Human induced pluripotent stem cell-derived cardiac myocytes (hiPSC-CMs) hold promise for personalized disease modeling and therapy development, however use of hiPSC-CMs is limited by problems of cell immaturity. Studies show that hiPSC-CMs have inadequate expression of proteins necessary for normal structure and function. Membrane-associated guanylate kinases (MAGUKs) are important for protein targeting/clustering needed for signal transduction. Synapse associated protein 97, the archetypical MAGUK, interacts with cell adhesion molecules, receptors/ion channels, and other MAGUKs, which necessary for cell differentiation and maturation. Preliminary evidence shows that Sap97 protein levels are marginal or undetectable in hiPSC-CMs. We tested the hypothesis that upregulation of Sap97 will increase protein expression and thereby enhance hiPSC-CMs maturation.

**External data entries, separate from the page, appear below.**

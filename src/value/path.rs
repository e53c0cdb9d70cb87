//! Deep-path keys and the dotted path string syntax.
//!
//! A [`Path`] describes a route through nested sequences and mappings.
//! It can be supplied pre-split as a list of [`Key`]s or parsed from the
//! delimited string syntax:
//!
//! - `.` separates keys: `a.b.c`
//! - `[<int>]` embeds a numeric sequence index: `a.b[0].c`
//! - `\.` escapes a literal dot inside a key name: `a\.b` is one key
//!
//! Both forms normalize to the same flat ordered key list before any
//! traversal happens, so every object utility sees identical paths.
//!
//! # Examples
//!
//! ```rust
//! use dashkit::value::{Key, Path};
//!
//! let path = Path::parse("users[2].name");
//! let keys: Vec<Key> = path.iter().cloned().collect();
//! assert_eq!(
//!     keys,
//!     vec![
//!         Key::Name("users".to_string()),
//!         Key::Index(2),
//!         Key::Name("name".to_string()),
//!     ]
//! );
//! ```

use smallvec::SmallVec;
use std::fmt;

/// One step of a deep path: a sequence index or a mapping key name.
#[derive(Debug, Clone, PartialEq, Eq, Hash)]
pub enum Key {
    /// A numeric position inside a sequence.
    Index(usize),
    /// A name inside a mapping (or, when all digits, a sequence position).
    Name(String),
}

impl Key {
    /// Returns the index payload, widening digit-only names.
    ///
    /// # Examples
    ///
    /// ```rust
    /// use dashkit::value::Key;
    ///
    /// assert_eq!(Key::Index(3).as_index(), Some(3));
    /// assert_eq!(Key::Name("3".to_string()).as_index(), Some(3));
    /// assert_eq!(Key::Name("x".to_string()).as_index(), None);
    /// ```
    pub fn as_index(&self) -> Option<usize> {
        match self {
            Self::Index(position) => Some(*position),
            Self::Name(name) => name.parse().ok(),
        }
    }

    /// Returns the name payload, if this key is a name.
    pub fn as_name(&self) -> Option<&str> {
        match self {
            Self::Name(name) => Some(name.as_str()),
            Self::Index(_) => None,
        }
    }
}

impl fmt::Display for Key {
    fn fmt(&self, formatter: &mut fmt::Formatter<'_>) -> fmt::Result {
        match self {
            Self::Index(position) => write!(formatter, "{position}"),
            Self::Name(name) => write!(formatter, "{name}"),
        }
    }
}

impl From<usize> for Key {
    fn from(position: usize) -> Self {
        Self::Index(position)
    }
}

impl From<&str> for Key {
    fn from(name: &str) -> Self {
        Self::Name(name.to_string())
    }
}

impl From<String> for Key {
    fn from(name: String) -> Self {
        Self::Name(name)
    }
}

/// A normalized deep path: a flat ordered list of [`Key`]s.
///
/// The empty path addresses the value itself.
#[derive(Debug, Clone, PartialEq, Eq, Default)]
pub struct Path {
    keys: SmallVec<[Key; 8]>,
}

impl Path {
    /// Creates the empty path.
    #[inline]
    pub fn root() -> Self {
        Self::default()
    }

    /// Builds a path from pre-split keys, skipping the string syntax.
    ///
    /// # Examples
    ///
    /// ```rust
    /// use dashkit::value::{Key, Path};
    ///
    /// let path = Path::from_keys([Key::from("a"), Key::from(0_usize)]);
    /// assert_eq!(path, Path::parse("a[0]"));
    /// ```
    pub fn from_keys(keys: impl IntoIterator<Item = Key>) -> Self {
        Self { keys: keys.into_iter().collect() }
    }

    /// Parses the dotted/bracketed path string syntax.
    ///
    /// Rules:
    ///
    /// - `.` flushes the current key name
    /// - `[` followed by one or more digits and `]` flushes the current
    ///   name (if any) and appends an [`Key::Index`]; malformed bracket
    ///   content is kept literally as part of the name
    /// - `\` escapes the next character (so `\.` is a literal dot)
    /// - an empty input parses to the empty path
    ///
    /// # Examples
    ///
    /// ```rust
    /// use dashkit::value::{Key, Path};
    ///
    /// assert_eq!(
    ///     Path::parse("a\\.b.c"),
    ///     Path::from_keys([Key::from("a.b"), Key::from("c")])
    /// );
    /// assert_eq!(
    ///     Path::parse("a[10].b"),
    ///     Path::from_keys([Key::from("a"), Key::from(10_usize), Key::from("b")])
    /// );
    /// ```
    pub fn parse(text: &str) -> Self {
        let mut keys: SmallVec<[Key; 8]> = SmallVec::new();
        let mut buffer = String::new();
        // True when the previous token ended a key on its own, so a '.'
        // immediately after it is a separator, not an empty key name.
        let mut after_bracket = false;
        let mut characters = text.chars().peekable();

        if text.is_empty() {
            return Self::root();
        }

        while let Some(character) = characters.next() {
            match character {
                '\\' => {
                    if let Some(escaped) = characters.next() {
                        buffer.push(escaped);
                    } else {
                        buffer.push('\\');
                    }
                    after_bracket = false;
                }
                '.' => {
                    if after_bracket {
                        after_bracket = false;
                    } else {
                        keys.push(Key::Name(std::mem::take(&mut buffer)));
                    }
                }
                '[' => {
                    match scan_bracket_index(&mut characters) {
                        Some(position) => {
                            // An empty buffer here is a separator ('.' or a
                            // previous bracket just closed), not an empty key.
                            if !buffer.is_empty() {
                                keys.push(Key::Name(std::mem::take(&mut buffer)));
                            }
                            keys.push(Key::Index(position));
                            after_bracket = true;
                        }
                        None => {
                            buffer.push('[');
                            after_bracket = false;
                        }
                    }
                }
                other => {
                    buffer.push(other);
                    after_bracket = false;
                }
            }
        }

        if !buffer.is_empty() || !after_bracket {
            keys.push(Key::Name(buffer));
        }

        Self { keys }
    }

    /// Returns the number of keys.
    #[inline]
    pub fn len(&self) -> usize {
        self.keys.len()
    }

    /// Returns `true` if this is the empty path.
    #[inline]
    pub fn is_empty(&self) -> bool {
        self.keys.is_empty()
    }

    /// Iterates over the keys in order.
    pub fn iter(&self) -> std::slice::Iter<'_, Key> {
        self.keys.iter()
    }

    /// Returns the keys as a slice.
    pub fn keys(&self) -> &[Key] {
        &self.keys
    }

    /// Appends a key, returning the extended path.
    pub fn join(mut self, key: impl Into<Key>) -> Self {
        self.keys.push(key.into());
        self
    }

    /// Splits the path into its first key and the remaining path.
    pub fn split_first(&self) -> Option<(&Key, Self)> {
        let (first, rest) = self.keys.split_first()?;
        Some((first, Self { keys: rest.iter().cloned().collect() }))
    }
}

/// Consumes `digits ]` from the character stream, if and only if the
/// bracket content is well formed. On failure nothing is consumed.
fn scan_bracket_index(
    characters: &mut std::iter::Peekable<std::str::Chars<'_>>,
) -> Option<usize> {
    let mut digits = String::new();
    let mut lookahead = characters.clone();
    while let Some(&character) = lookahead.peek() {
        if character.is_ascii_digit() {
            digits.push(character);
            lookahead.next();
        } else {
            break;
        }
    }
    if digits.is_empty() || lookahead.peek() != Some(&']') {
        return None;
    }
    lookahead.next();
    let position = digits.parse().ok()?;
    *characters = lookahead;
    Some(position)
}

impl fmt::Display for Path {
    /// Renders the path back into the string syntax, escaping literal dots.
    fn fmt(&self, formatter: &mut fmt::Formatter<'_>) -> fmt::Result {
        let mut first = true;
        for key in &self.keys {
            match key {
                Key::Index(position) => write!(formatter, "[{position}]")?,
                Key::Name(name) => {
                    if !first {
                        write!(formatter, ".")?;
                    }
                    write!(formatter, "{}", name.replace('.', "\\."))?;
                }
            }
            first = false;
        }
        Ok(())
    }
}

impl From<&str> for Path {
    fn from(text: &str) -> Self {
        Self::parse(text)
    }
}

impl From<String> for Path {
    fn from(text: String) -> Self {
        Self::parse(&text)
    }
}

impl From<Key> for Path {
    fn from(key: Key) -> Self {
        Self::from_keys([key])
    }
}

impl From<usize> for Path {
    fn from(position: usize) -> Self {
        Self::from_keys([Key::Index(position)])
    }
}

impl From<Vec<Key>> for Path {
    fn from(keys: Vec<Key>) -> Self {
        Self::from_keys(keys)
    }
}

impl<'a> IntoIterator for &'a Path {
    type Item = &'a Key;
    type IntoIter = std::slice::Iter<'a, Key>;

    fn into_iter(self) -> Self::IntoIter {
        self.iter()
    }
}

Methods and Results: hiPSC-CMs were infected with control adenoviral constructs (Adv-GFP) or with Sap97 constructs (Adv-Sap97), and 6-well plates of cells were collected after 72 hours for biochemical analyses. Control hiPSC-CMs had marginal to undetectable levels of Sap97 expression. Infection with Adv-Sap97 increased Sap97 expression by 0.35+/- 0.01 (10 MOI; n=4), and by 0.70 +/- 0.01 (50 MOI; n=4). Furthermore, Adv-Sap97 (50 MOI) enhanced expression of N-cadherin and myosin VI, respectively, from 0.48+/- 0.01 to 0.78 +/- 0.01 (p=0.0003; n=5), and from 0.48 +/-0.4 to 1.04 +/-0.1 p=0.0027; n=5). Moreover, Adv-Sap97 (50 MOI) increased expression of HCN4 and CX43 proteins, respectively, from 1.05+/- 0.01 to 2.5 +/- 0.01 p= 0.0425; n=4) and from 0.43+/- 0.01 to 0.9 +/- 0.01 p=0.0001; n=5). In optically measured action potentials, Adv-Sap97 treated hiPSC-CM monolayers had slower spontaneous depolarization rate (1.1±0.22 Hz, n=7) than control (Adv-GFP, 1.68±0.12 Hz, n=6). Conclusions: Upregulation of MAGUK protein, Sap97, enhances expression of proteins that are important for structural and electrical maturation of hiPSC-CMs.